In the years following Susie’s tragic death, we see how her younger sister and brother grow up under the caption of being the dead girl’s siblings, how her father obsesses over catching Susie’s killer, and how her mother becomes distant and estranged from the family, even to the point of moving to California for a period. All the main characters are wonderfully deep and move through their existences just how you might imagine in the wake of this family trauma. Even the peripheral characters, such as Susie’s schoolmates, neighbors and her grandmother, who comes to stay with the family, are deftly created so that you really get to know each of them and feel their pain. It’s like watching a character study focus on not the primary victim – Susie – but the secondary victims and their personal torture following Susie’s death. It very much felt real. In happens countless times in countless corners throughout the world. I don’t know how families and loved ones deal with murder, but The Lovely Bones gives an enlightening, although depressing, view of the grieving process and what it might be like. Somehow the description of both the afterlife and aftermath for the characters of the story brings some peace to the heinous act in those first few pages.
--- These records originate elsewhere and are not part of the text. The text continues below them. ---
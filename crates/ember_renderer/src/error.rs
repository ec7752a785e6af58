//! Error types for configuration, scene loading and rendering.

use thiserror::Error;

/// A configuration value that would make the render meaningless.
///
/// Raised before any pixel is traced so a bad setting never turns into a
/// NaN or a blank image.
#[derive(Error, Debug, Clone, PartialEq)]
pub enum ConfigError {
    #[error("image width must be at least 1 pixel")]
    ZeroWidth,

    #[error("aspect ratio must be positive and finite, got {0}")]
    InvalidAspectRatio(f64),

    #[error("a {width}x{height} RGB image does not fit in memory")]
    ImageTooLarge { width: u32, height: u32 },

    #[error("samples per pixel must be at least 1")]
    ZeroSamples,

    #[error("vertical field of view must lie strictly between 0 and 180 degrees, got {0}")]
    InvalidFieldOfView(f64),

    #[error("focus distance must be positive and finite, got {0}")]
    InvalidFocusDistance(f64),

    #[error("defocus angle must lie in [0, 180) degrees, got {0}")]
    InvalidDefocusAngle(f64),

    #[error("look-from and look-at points coincide")]
    ZeroViewDirection,

    #[error("up vector is zero or parallel to the view direction")]
    DegenerateUpVector,

    #[error("{0} must have finite components")]
    NonFiniteVector(&'static str),

    #[error("sphere radius must be positive and finite, got {0}")]
    InvalidRadius(f64),

    #[error("metal fuzz must lie in [0, 1], got {0}")]
    InvalidFuzz(f64),

    #[error("refractive index must be positive and finite, got {0}")]
    InvalidRefractiveIndex(f64),

    #[error("worker pool needs at least one thread")]
    ZeroThreads,

    #[error("bucket size must be at least 1 pixel")]
    ZeroBucketSize,
}

/// Errors that can occur while loading a scene description.
#[derive(Error, Debug)]
pub enum SceneError {
    #[error("IO error: {0}")]
    Io(#[from] std::io::Error),

    #[error("JSON error: {0}")]
    Json(#[from] serde_json::Error),

    #[error("sphere {index} references unknown material '{name}'")]
    UnknownMaterial { index: usize, name: String },

    #[error("invalid material '{name}': {source}")]
    InvalidMaterial { name: String, source: ConfigError },

    #[error("invalid sphere {index}: {source}")]
    InvalidSphere { index: usize, source: ConfigError },

    #[error("invalid camera: {0}")]
    InvalidCamera(ConfigError),
}

/// Errors that can occur while rendering or writing an image.
#[derive(Error, Debug)]
pub enum RenderError {
    #[error("invalid configuration: {0}")]
    Config(#[from] ConfigError),

    #[error("{failed} of {total} render tasks panicked")]
    TaskPanicked { failed: usize, total: usize },

    #[error("failed to start render threads: {0}")]
    ThreadPool(#[from] rayon::ThreadPoolBuildError),

    #[error("IO error: {0}")]
    Io(#[from] std::io::Error),

    #[error("image encoding error: {0}")]
    Image(#[from] image::ImageError),

    #[error("unsupported output format '{0}' (expected .ppm, .png, .jpg or .jpeg)")]
    UnsupportedFormat(String),
}

/// Result type for scene loading.
pub type SceneResult<T> = Result<T, SceneError>;

/// Result type for rendering operations.
pub type RenderResult<T> = Result<T, RenderError>;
Of course, I did go see the movie version. I’m usually a thumbs-down kind of person because no film ever seems to live up to the original book and my own imagination. I would call this a “draw” though. The movie starring Saoirse Ronan as Susie was surprisingly good – not an A+, but not an F either. Maybe that can be chalked up to the star presence of director Peter Jackson, worthy actors Mark Wahlberg, Rachel Weisz, and Susan Sarandon. And then there was Stanley Tucci who was nominated for Best Actor in a Supporting Role at the 2010 Academy Awards for his portrayal of George Harvey. The hairs stood up on the back of your neck when you saw the window into his character’s predilection for preying on females.
After reading the book and being the mother of two teenage girls, I couldn’t help but go through the cautionary signs and warnings yet again with them about who to stay away from and what to avoid. It’s every parent’s worst nightmare that harm will come their child’s way. The Lovely Bones is an all too painful reminder of the world in which we live.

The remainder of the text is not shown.